§ 23. Bacons Verhältnis zum Christentum

[72] Den Schluß in der Baconschen Enzyklopädie der Künste und Wissenschaften bildet die »heilige« oder »inspirierte Theologie«. B. bezeichnet sie als den Hafen, den Ruhesitz[72] und Kulminationspunkt des menschlichen Geistes, denn hier stütze sich der Geist nicht wie außerdem auf das Zeugnis der Sinne, welche von den materiellen Dingen in Bewegung gesetzt werden, sondern auf das Zeugnis einer geistigen Substanz, die ein weit edleres Wesen sei als eine körperliche Substanz. Aber der Gegenstand dieser Wissenschaft ist keine Sache der Vernunft, sondern des Glaubens. »Wie wir«, sagt B. (»De Augm. Sc.«, IX), »dem göttlichen Gesetz ungeachtet des Widerstrebens unseres Willens gehorchen müssen, so müssen wir dem Worte Gottes ungeachtet des Widerstrebens unserer Vernunft Glauben. Je absurder und unglaublicher ein göttliches Mysterium uns erscheint, desto größere Ehre erweisen wir Gott, wenn wir es Glauben.« Die große Reformation, die B. im Schilde führt, erstreckt sich daher nur auf die Philosophie, nicht Theologie, d.h. nur auf die weltlichen, materiellen, nicht auf die göttlichen, geistigen Dinge. Er beginnt seine Reformation ausdrücklich mit dem Gebete an die Gottheit, sie möge verhindern, daß sein Unternehmen keine üblen Folgen für die Religion habe, daß nicht die Menschen die Grenzen desselben verkennen, nicht das Licht, das er in der Natur anzünde, zur Beleuchtung der Glaubensgeheimnisse anwenden und dadurch sie profanieren und zweifelhaft machen. Wegen dieser seiner frommen Gesinnungen und Gedanken gilt B. für das Muster eines christlichen Naturforschers. Man lese De Lucs schon oben angeführten »Précis de la Philosophie de B.« und die gleichfalls schon erwähnte Schrift »Le Christianisme de F. B. ou Pensées et sentimens de ce grand homme sur la Religion«. Beide Schriften haben den Zweck, im Gegensatz zu den französischen Empiristen und Atheisten, welche B. zu ihrem Anführer machten, sein religiöses oder christliches Wesen hervorzuheben.

Allerdings hatten diese Schriftsteller recht, wenn sie den Unterschied B.s von den französischen Empiristen und Atheisten hervorhoben, aber ebenso recht hatten diese, wenn sie B. mit sich identifizierten.

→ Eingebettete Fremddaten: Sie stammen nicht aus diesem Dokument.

//! Windowing & labeling engine
//!
//! Streams a recording chunk by chunk, so peak memory is bounded by
//! `chunk_windows` regardless of recording length. Each chunk is read,
//! reduced to the canonical channel set, resampled to the target rate,
//! split into fixed windows, labeled against the seizure intervals, and
//! normalized with chunk-local statistics before being handed to the sink.

use crate::config::PipelineConfig;
use crate::resample::Resampler;
use eegprep_core::{EegError, EegResult, RecordingReader, SeizureInterval, WindowBatch};
use tracing::debug;

/// The windowing engine. Owns the resampler so FFT plans are reused
/// across chunks and recordings.
pub struct WindowingEngine {
    config: PipelineConfig,
    resampler: Resampler,
}

impl WindowingEngine {
    pub fn new(config: PipelineConfig) -> EegResult<Self> {
        config.validate()?;
        Ok(Self {
            config,
            resampler: Resampler::new(),
        })
    }

    pub fn config(&self) -> &PipelineConfig {
        &self.config
    }

    /// Process one recording into labeled window batches, emitting each
    /// chunk through `sink` before the next chunk is read. Back-pressure
    /// is the caller's: the engine never holds more than one chunk.
    ///
    /// Fails fast on the whole recording if the channel count is below
    /// canonical or the source is too short for a single window; the
    /// caller decides whether that skips the file or aborts.
    pub fn process<R, F>(
        &mut self,
        reader: &mut R,
        intervals: &[SeizureInterval],
        mut sink: F,
    ) -> EegResult<()>
    where
        R: RecordingReader,
        F: FnMut(WindowBatch) -> EegResult<()>,
    {
        let canonical = self.config.canonical_channels;
        if reader.channel_count() < canonical {
            return Err(EegError::ChannelCountBelowCanonical {
                found: reader.channel_count(),
                canonical,
            });
        }

        let source_rate = reader.sample_rate();
        if source_rate <= 0.0 {
            return Err(EegError::InvalidSignalData {
                reason: format!("non-positive sampling rate {}", source_rate),
            });
        }

        // Window size in source samples preserves window_sec of real time
        // at the native rate; resampling happens per chunk, after slicing.
        let source_window = (self.config.window_sec as f32 * source_rate).round() as usize;
        if source_window == 0 {
            return Err(EegError::InvalidSignalData {
                reason: "window shorter than one source sample".to_string(),
            });
        }
        let total_windows = reader.sample_count() / source_window;

        // Closed window-index bounds of every interval for this recording
        let bounds: Vec<(usize, usize)> = intervals
            .iter()
            .filter(|iv| iv.matches_recording(reader.id()))
            .map(|iv| iv.window_bounds(self.config.window_sec as u64))
            .collect();

        debug!(
            recording = reader.id(),
            total_windows,
            source_window,
            intervals = bounds.len(),
            "windowing recording"
        );

        let mut start_win = 0;
        while start_win < total_windows {
            let stop_win = (start_win + self.config.chunk_windows).min(total_windows);
            let batch =
                self.process_chunk(reader, source_window, start_win, stop_win, &bounds)?;
            sink(batch)?;
            start_win = stop_win;
        }

        Ok(())
    }

    fn process_chunk<R: RecordingReader>(
        &mut self,
        reader: &mut R,
        source_window: usize,
        start_win: usize,
        stop_win: usize,
        bounds: &[(usize, usize)],
    ) -> EegResult<WindowBatch> {
        let n_windows = stop_win - start_win;
        let window_samples = self.config.window_samples();
        let canonical = self.config.canonical_channels;

        let start_sample = start_win * source_window;
        let stop_sample = stop_win * source_window;
        let channels = reader.read_range(start_sample, stop_sample)?;
        let channels = apply_channel_policy(channels, canonical)?;

        // One chunk covers n_windows * window_sec seconds, so the exact
        // resampled length is a whole number of target-rate windows.
        let n_out = n_windows * window_samples;
        let mut data = vec![0.0f32; n_windows * canonical * window_samples];
        for (ch, samples) in channels.iter().enumerate() {
            let resampled = self.resampler.resample(samples, n_out);
            for w in 0..n_windows {
                let dst_start = w * canonical * window_samples + ch * window_samples;
                let src_start = w * window_samples;
                data[dst_start..dst_start + window_samples]
                    .copy_from_slice(&resampled[src_start..src_start + window_samples]);
            }
        }

        let labels = label_windows(start_win, stop_win, bounds);
        normalize_chunk(&mut data, n_windows, canonical * window_samples);

        debug!(
            recording = reader.id(),
            start_win,
            stop_win,
            positives = labels.iter().filter(|&&l| l == 1).count(),
            "chunk processed"
        );

        WindowBatch::new(
            reader.id(),
            start_win,
            stop_win,
            canonical,
            window_samples,
            data,
            labels,
        )
    }
}

/// Enforce the canonical channel policy: recordings with extra channels
/// keep the first `canonical` in source order; recordings with fewer are
/// rejected outright rather than padded with synthetic channels.
pub(crate) fn apply_channel_policy(
    mut channels: Vec<Vec<f32>>,
    canonical: usize,
) -> EegResult<Vec<Vec<f32>>> {
    if channels.len() < canonical {
        return Err(EegError::ChannelCountBelowCanonical {
            found: channels.len(),
            canonical,
        });
    }
    channels.truncate(canonical);
    Ok(channels)
}

/// Label every window in `[start_win, stop_win)` against the closed
/// window-index bounds of the recording's intervals. Overlapping intervals
/// OR together; a label stays 1 once set.
pub(crate) fn label_windows(
    start_win: usize,
    stop_win: usize,
    bounds: &[(usize, usize)],
) -> Vec<i8> {
    let mut labels = vec![0i8; stop_win - start_win];
    let chunk_last = stop_win - 1;
    for &(start_label, end_label) in bounds {
        let overlap_start = start_label.max(start_win);
        let overlap_end = end_label.min(chunk_last);
        if overlap_start <= overlap_end {
            for label in &mut labels[overlap_start - start_win..=overlap_end - start_win] {
                *label = 1;
            }
        }
    }
    labels
}

/// Z-score each flattened-window column using statistics from this chunk's
/// windows only. Statistics are deliberately chunk-local: there is no
/// cross-chunk continuity guarantee. A zero-variance column keeps a unit
/// divisor and collapses to zero instead of producing NaN.
pub(crate) fn normalize_chunk(data: &mut [f32], n_windows: usize, window_len: usize) {
    if n_windows == 0 || window_len == 0 {
        return;
    }
    let n = n_windows as f32;
    for col in 0..window_len {
        let mut sum = 0.0f32;
        for w in 0..n_windows {
            sum += data[w * window_len + col];
        }
        let mean = sum / n;

        let mut var = 0.0f32;
        for w in 0..n_windows {
            let d = data[w * window_len + col] - mean;
            var += d * d;
        }
        let std = (var / n).sqrt();
        let divisor = if std > 0.0 { std } else { 1.0 };

        for w in 0..n_windows {
            let v = &mut data[w * window_len + col];
            *v = (*v - mean) / divisor;
        }
    }
}

#[cfg(test)]
mod tests {
    use super::*;
    use eegprep_core::InMemoryRecording;

    fn small_config(canonical: usize, chunk_windows: usize) -> PipelineConfig {
        PipelineConfig {
            target_rate: 128,
            window_sec: 15,
            canonical_channels: canonical,
            chunk_windows,
            ..PipelineConfig::default()
        }
    }

    fn ramp_recording(id: &str, channels: usize, rate: f32, samples: usize) -> InMemoryRecording {
        let data = (0..channels)
            .map(|ch| {
                (0..samples)
                    .map(|i| ((i % 97) as f32) * 0.1 + ch as f32)
                    .collect()
            })
            .collect();
        InMemoryRecording::new(id, rate, data).unwrap()
    }

    #[test]
    fn test_window_conservation_across_chunks() {
        // 10.5 windows of source data must produce exactly 10 windows,
        // regardless of how chunking cuts them.
        let mut engine = WindowingEngine::new(small_config(2, 3)).unwrap();
        let samples = (10.5 * 15.0 * 256.0) as usize;
        let mut rec = ramp_recording("rec_a", 2, 256.0, samples);

        let mut counts = Vec::new();
        engine
            .process(&mut rec, &[], |batch| {
                counts.push(batch.window_count());
                Ok(())
            })
            .unwrap();

        assert_eq!(counts, vec![3, 3, 3, 1]);
        assert_eq!(counts.iter().sum::<usize>(), 10);
    }

    #[test]
    fn test_label_fixture_10s_to_40s() {
        // Interval (10s, 40s) with 15s windows -> windows 0..=2 labeled.
        let mut engine = WindowingEngine::new(small_config(2, 1000)).unwrap();
        let samples = 5 * 15 * 128;
        let mut rec = ramp_recording("chb01_03", 2, 128.0, samples);
        let intervals = vec![SeizureInterval::new("chb01_03.edf", 10, 40)];

        let mut labels = Vec::new();
        engine
            .process(&mut rec, &intervals, |batch| {
                labels.extend_from_slice(&batch.labels);
                Ok(())
            })
            .unwrap();

        assert_eq!(labels, vec![1, 1, 1, 0, 0]);
    }

    #[test]
    fn test_overlapping_intervals_or_together() {
        let labels = label_windows(0, 6, &[(0, 2), (2, 4)]);
        assert_eq!(labels, vec![1, 1, 1, 1, 1, 0]);
    }

    #[test]
    fn test_label_intersection_with_chunk_range() {
        // Interval covering windows 5..=8 seen from chunk [6, 8)
        let labels = label_windows(6, 8, &[(5, 8)]);
        assert_eq!(labels, vec![1, 1]);
        // Chunk entirely before the interval
        let labels = label_windows(0, 4, &[(5, 8)]);
        assert_eq!(labels, vec![0, 0, 0, 0]);
    }

    #[test]
    fn test_channel_truncation_preserves_order() {
        let channels = vec![
            vec![0.0, 0.1],
            vec![1.0, 1.1],
            vec![2.0, 2.1],
            vec![3.0, 3.1],
        ];
        let kept = apply_channel_policy(channels, 2).unwrap();
        assert_eq!(kept.len(), 2);
        assert_eq!(kept[0], vec![0.0, 0.1]);
        assert_eq!(kept[1], vec![1.0, 1.1]);
    }

    #[test]
    fn test_below_canonical_rejected() {
        let mut engine = WindowingEngine::new(small_config(23, 1000)).unwrap();
        let mut rec = ramp_recording("rec_small", 18, 256.0, 15 * 256 * 2);

        let result = engine.process(&mut rec, &[], |_| Ok(()));
        assert!(matches!(
            result,
            Err(EegError::ChannelCountBelowCanonical {
                found: 18,
                canonical: 23
            })
        ));
    }

    #[test]
    fn test_normalization_zero_mean_unit_variance() {
        // 4 windows x 3 columns with per-column spread
        let mut data = vec![
            1.0, 10.0, 5.0, //
            2.0, 20.0, 5.0, //
            3.0, 30.0, 5.0, //
            4.0, 40.0, 5.0,
        ];
        normalize_chunk(&mut data, 4, 3);

        for col in 0..3 {
            let column: Vec<f32> = (0..4).map(|w| data[w * 3 + col]).collect();
            let mean: f32 = column.iter().sum::<f32>() / 4.0;
            let var: f32 = column.iter().map(|v| (v - mean).powi(2)).sum::<f32>() / 4.0;
            assert!(mean.abs() < 1e-5, "column {} mean {}", col, mean);
            if col < 2 {
                assert!((var - 1.0).abs() < 1e-4, "column {} variance {}", col, var);
            } else {
                // Zero-variance column collapses to zero, never NaN
                assert!(column.iter().all(|v| *v == 0.0));
            }
            assert!(column.iter().all(|v| v.is_finite()));
        }
    }

    #[test]
    fn test_resampled_window_shape() {
        // 256 Hz source to 128 Hz target: windows come out at
        // window_sec * target_rate samples exactly.
        let mut engine = WindowingEngine::new(small_config(2, 1000)).unwrap();
        let mut rec = ramp_recording("rec_b", 3, 256.0, 4 * 15 * 256);

        let mut batches = Vec::new();
        engine
            .process(&mut rec, &[], |batch| {
                batches.push(batch);
                Ok(())
            })
            .unwrap();

        assert_eq!(batches.len(), 1);
        let batch = &batches[0];
        assert_eq!(batch.window_count(), 4);
        assert_eq!(batch.channels, 2); // truncated from 3
        assert_eq!(batch.samples_per_window, 1920);
        assert_eq!(batch.data.len(), 4 * 2 * 1920);
    }
}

B. ist ein dualistisches, widerspruchvolles Wesen. B. ist unstreitig ein frommer, gläubiger, ja recht- und vollgläubiger Christ, und doch ist er zugleich nicht gläubig, nicht Christ. Seine Gebete, sein Glaubensbekenntnis, seine Bibelzitate, sein letztes Buch »De Augmentis Scientiarum«, seine übrigen in seinen Werken zerstreuten[73] religiösen Gedanken sind wohl schöne Zeugnisse und Produkte seines Christentums; aber sein Hauptwerk, seine Physik, sein »Organum novum« ist das Produkt und Zeugnis eines unchristlichen, ja dem Wesen des Christentums geradezu widersprechenden Geistes.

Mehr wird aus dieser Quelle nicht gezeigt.